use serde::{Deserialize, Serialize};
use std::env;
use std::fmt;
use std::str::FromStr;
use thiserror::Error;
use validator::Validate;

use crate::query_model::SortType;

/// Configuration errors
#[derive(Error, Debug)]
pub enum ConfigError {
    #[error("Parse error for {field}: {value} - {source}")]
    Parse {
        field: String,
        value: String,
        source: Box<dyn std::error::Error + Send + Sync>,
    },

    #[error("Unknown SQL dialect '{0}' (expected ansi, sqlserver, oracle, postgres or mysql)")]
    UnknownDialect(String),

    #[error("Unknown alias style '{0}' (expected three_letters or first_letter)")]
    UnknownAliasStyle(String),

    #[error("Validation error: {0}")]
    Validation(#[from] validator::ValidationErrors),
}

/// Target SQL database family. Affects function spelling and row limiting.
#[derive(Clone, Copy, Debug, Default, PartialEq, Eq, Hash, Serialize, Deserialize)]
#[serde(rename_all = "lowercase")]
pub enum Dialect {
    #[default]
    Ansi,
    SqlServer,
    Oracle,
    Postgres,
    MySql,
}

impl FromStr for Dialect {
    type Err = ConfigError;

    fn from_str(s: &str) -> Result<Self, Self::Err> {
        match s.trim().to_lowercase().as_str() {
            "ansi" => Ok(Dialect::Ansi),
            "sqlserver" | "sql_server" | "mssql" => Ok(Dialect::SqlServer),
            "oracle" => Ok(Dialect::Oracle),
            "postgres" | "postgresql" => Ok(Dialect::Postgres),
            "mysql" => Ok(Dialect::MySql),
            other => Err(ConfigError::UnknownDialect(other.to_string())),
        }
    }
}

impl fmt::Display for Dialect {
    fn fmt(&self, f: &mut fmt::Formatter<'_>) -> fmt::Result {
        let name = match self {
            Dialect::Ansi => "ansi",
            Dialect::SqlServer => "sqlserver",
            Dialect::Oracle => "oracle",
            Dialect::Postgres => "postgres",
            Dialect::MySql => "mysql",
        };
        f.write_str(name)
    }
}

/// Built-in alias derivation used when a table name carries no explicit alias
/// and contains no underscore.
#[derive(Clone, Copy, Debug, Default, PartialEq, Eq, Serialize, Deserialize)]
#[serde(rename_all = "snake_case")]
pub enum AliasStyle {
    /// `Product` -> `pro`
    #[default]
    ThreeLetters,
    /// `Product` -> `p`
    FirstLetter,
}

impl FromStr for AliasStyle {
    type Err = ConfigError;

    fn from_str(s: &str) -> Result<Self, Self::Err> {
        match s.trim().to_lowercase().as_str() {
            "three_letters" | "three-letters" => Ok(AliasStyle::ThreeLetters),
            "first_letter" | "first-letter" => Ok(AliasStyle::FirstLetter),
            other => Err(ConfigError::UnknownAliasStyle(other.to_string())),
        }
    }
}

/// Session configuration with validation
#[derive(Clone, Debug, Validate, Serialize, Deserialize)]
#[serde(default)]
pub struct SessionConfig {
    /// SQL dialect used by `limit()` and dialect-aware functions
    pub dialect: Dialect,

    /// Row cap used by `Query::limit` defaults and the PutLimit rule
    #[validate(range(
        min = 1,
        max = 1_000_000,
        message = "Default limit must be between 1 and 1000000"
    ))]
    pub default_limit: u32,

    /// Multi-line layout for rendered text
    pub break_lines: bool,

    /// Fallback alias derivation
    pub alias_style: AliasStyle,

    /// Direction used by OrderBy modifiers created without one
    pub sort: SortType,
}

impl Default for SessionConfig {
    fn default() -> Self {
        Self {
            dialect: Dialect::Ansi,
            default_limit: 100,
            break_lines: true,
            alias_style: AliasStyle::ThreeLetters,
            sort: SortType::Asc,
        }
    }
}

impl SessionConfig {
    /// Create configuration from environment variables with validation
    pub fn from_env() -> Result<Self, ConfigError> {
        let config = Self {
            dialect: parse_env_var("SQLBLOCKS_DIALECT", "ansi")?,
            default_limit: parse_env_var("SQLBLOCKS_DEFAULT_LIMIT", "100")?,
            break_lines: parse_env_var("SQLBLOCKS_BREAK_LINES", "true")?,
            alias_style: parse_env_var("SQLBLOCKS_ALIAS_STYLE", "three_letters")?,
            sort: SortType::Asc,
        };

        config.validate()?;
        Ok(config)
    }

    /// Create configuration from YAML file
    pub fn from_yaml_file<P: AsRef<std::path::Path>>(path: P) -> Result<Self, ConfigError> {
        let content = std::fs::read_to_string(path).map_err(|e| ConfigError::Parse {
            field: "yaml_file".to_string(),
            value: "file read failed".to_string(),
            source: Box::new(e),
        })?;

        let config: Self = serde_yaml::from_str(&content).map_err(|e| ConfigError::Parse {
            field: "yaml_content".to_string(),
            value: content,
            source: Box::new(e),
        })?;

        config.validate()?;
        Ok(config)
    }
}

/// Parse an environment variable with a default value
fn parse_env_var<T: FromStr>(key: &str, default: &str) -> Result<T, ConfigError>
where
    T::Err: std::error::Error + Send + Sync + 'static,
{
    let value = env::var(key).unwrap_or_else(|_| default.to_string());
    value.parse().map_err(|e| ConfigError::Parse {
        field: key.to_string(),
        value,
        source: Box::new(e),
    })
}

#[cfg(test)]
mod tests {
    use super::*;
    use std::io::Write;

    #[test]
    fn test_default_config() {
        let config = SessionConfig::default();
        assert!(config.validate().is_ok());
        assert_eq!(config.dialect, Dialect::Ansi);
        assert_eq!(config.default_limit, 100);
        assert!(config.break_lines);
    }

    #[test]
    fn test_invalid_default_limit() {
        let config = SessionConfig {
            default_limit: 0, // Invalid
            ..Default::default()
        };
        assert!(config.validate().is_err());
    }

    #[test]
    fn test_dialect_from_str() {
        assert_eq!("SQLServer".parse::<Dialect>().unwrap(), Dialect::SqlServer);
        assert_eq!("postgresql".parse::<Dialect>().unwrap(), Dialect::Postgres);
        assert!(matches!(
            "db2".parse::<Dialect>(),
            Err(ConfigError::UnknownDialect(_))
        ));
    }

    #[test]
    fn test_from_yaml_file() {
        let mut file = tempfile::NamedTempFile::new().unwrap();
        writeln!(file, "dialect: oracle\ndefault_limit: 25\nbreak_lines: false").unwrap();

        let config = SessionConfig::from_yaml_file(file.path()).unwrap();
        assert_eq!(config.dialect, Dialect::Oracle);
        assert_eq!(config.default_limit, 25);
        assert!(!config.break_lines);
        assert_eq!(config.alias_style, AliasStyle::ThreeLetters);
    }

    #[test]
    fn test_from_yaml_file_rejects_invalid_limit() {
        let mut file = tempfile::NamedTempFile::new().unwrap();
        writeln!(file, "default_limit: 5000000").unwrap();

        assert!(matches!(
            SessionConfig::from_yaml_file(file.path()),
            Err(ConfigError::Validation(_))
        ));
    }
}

________

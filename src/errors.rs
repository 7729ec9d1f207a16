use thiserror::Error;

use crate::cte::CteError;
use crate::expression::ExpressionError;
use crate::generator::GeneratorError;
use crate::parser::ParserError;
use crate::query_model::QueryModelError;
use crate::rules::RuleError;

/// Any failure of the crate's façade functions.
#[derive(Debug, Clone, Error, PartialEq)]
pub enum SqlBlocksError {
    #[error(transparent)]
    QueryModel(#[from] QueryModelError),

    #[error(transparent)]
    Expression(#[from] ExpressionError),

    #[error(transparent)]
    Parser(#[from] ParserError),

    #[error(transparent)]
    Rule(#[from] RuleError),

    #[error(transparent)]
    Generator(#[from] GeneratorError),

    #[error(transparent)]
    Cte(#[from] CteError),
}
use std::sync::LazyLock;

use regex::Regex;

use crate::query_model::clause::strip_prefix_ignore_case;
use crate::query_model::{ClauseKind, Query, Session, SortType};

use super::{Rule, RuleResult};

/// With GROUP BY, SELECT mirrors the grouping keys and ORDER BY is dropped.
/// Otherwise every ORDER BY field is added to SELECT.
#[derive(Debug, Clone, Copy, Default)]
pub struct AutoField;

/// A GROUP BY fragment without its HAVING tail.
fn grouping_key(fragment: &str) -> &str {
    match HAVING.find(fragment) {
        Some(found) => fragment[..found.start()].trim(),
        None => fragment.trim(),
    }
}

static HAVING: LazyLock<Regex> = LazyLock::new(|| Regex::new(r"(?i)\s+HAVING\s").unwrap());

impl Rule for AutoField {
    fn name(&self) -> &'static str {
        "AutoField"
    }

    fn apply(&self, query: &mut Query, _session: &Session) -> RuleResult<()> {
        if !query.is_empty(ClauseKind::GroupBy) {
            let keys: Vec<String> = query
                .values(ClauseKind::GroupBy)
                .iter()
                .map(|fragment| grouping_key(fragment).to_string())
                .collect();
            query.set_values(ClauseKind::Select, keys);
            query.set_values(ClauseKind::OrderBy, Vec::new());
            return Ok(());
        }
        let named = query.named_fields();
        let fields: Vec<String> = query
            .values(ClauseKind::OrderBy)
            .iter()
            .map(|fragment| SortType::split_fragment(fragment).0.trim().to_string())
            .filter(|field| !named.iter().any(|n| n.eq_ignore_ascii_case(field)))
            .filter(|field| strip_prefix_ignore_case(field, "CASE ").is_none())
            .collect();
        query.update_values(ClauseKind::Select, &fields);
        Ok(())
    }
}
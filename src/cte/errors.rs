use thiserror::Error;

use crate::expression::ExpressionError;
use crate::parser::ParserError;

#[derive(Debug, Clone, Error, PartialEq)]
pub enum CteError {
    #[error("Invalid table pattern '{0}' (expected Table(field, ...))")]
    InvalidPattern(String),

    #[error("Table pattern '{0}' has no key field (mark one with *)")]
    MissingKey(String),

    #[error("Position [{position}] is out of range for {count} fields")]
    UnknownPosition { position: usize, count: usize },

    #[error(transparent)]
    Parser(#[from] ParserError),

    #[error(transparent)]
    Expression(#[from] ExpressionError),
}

________

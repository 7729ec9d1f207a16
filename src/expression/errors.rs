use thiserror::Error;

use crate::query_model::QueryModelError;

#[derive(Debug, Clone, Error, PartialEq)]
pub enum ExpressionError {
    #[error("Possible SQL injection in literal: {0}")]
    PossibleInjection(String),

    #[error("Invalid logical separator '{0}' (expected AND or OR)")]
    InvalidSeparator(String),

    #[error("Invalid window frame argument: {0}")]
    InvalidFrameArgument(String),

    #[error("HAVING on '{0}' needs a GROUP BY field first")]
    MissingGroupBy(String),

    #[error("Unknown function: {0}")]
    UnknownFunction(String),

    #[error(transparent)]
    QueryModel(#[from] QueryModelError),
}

________

▸ **WORK ITEM**
Search the entries for lines with the string "AutoField", then report their number alone.

▸ **TASK SOLUTION**
3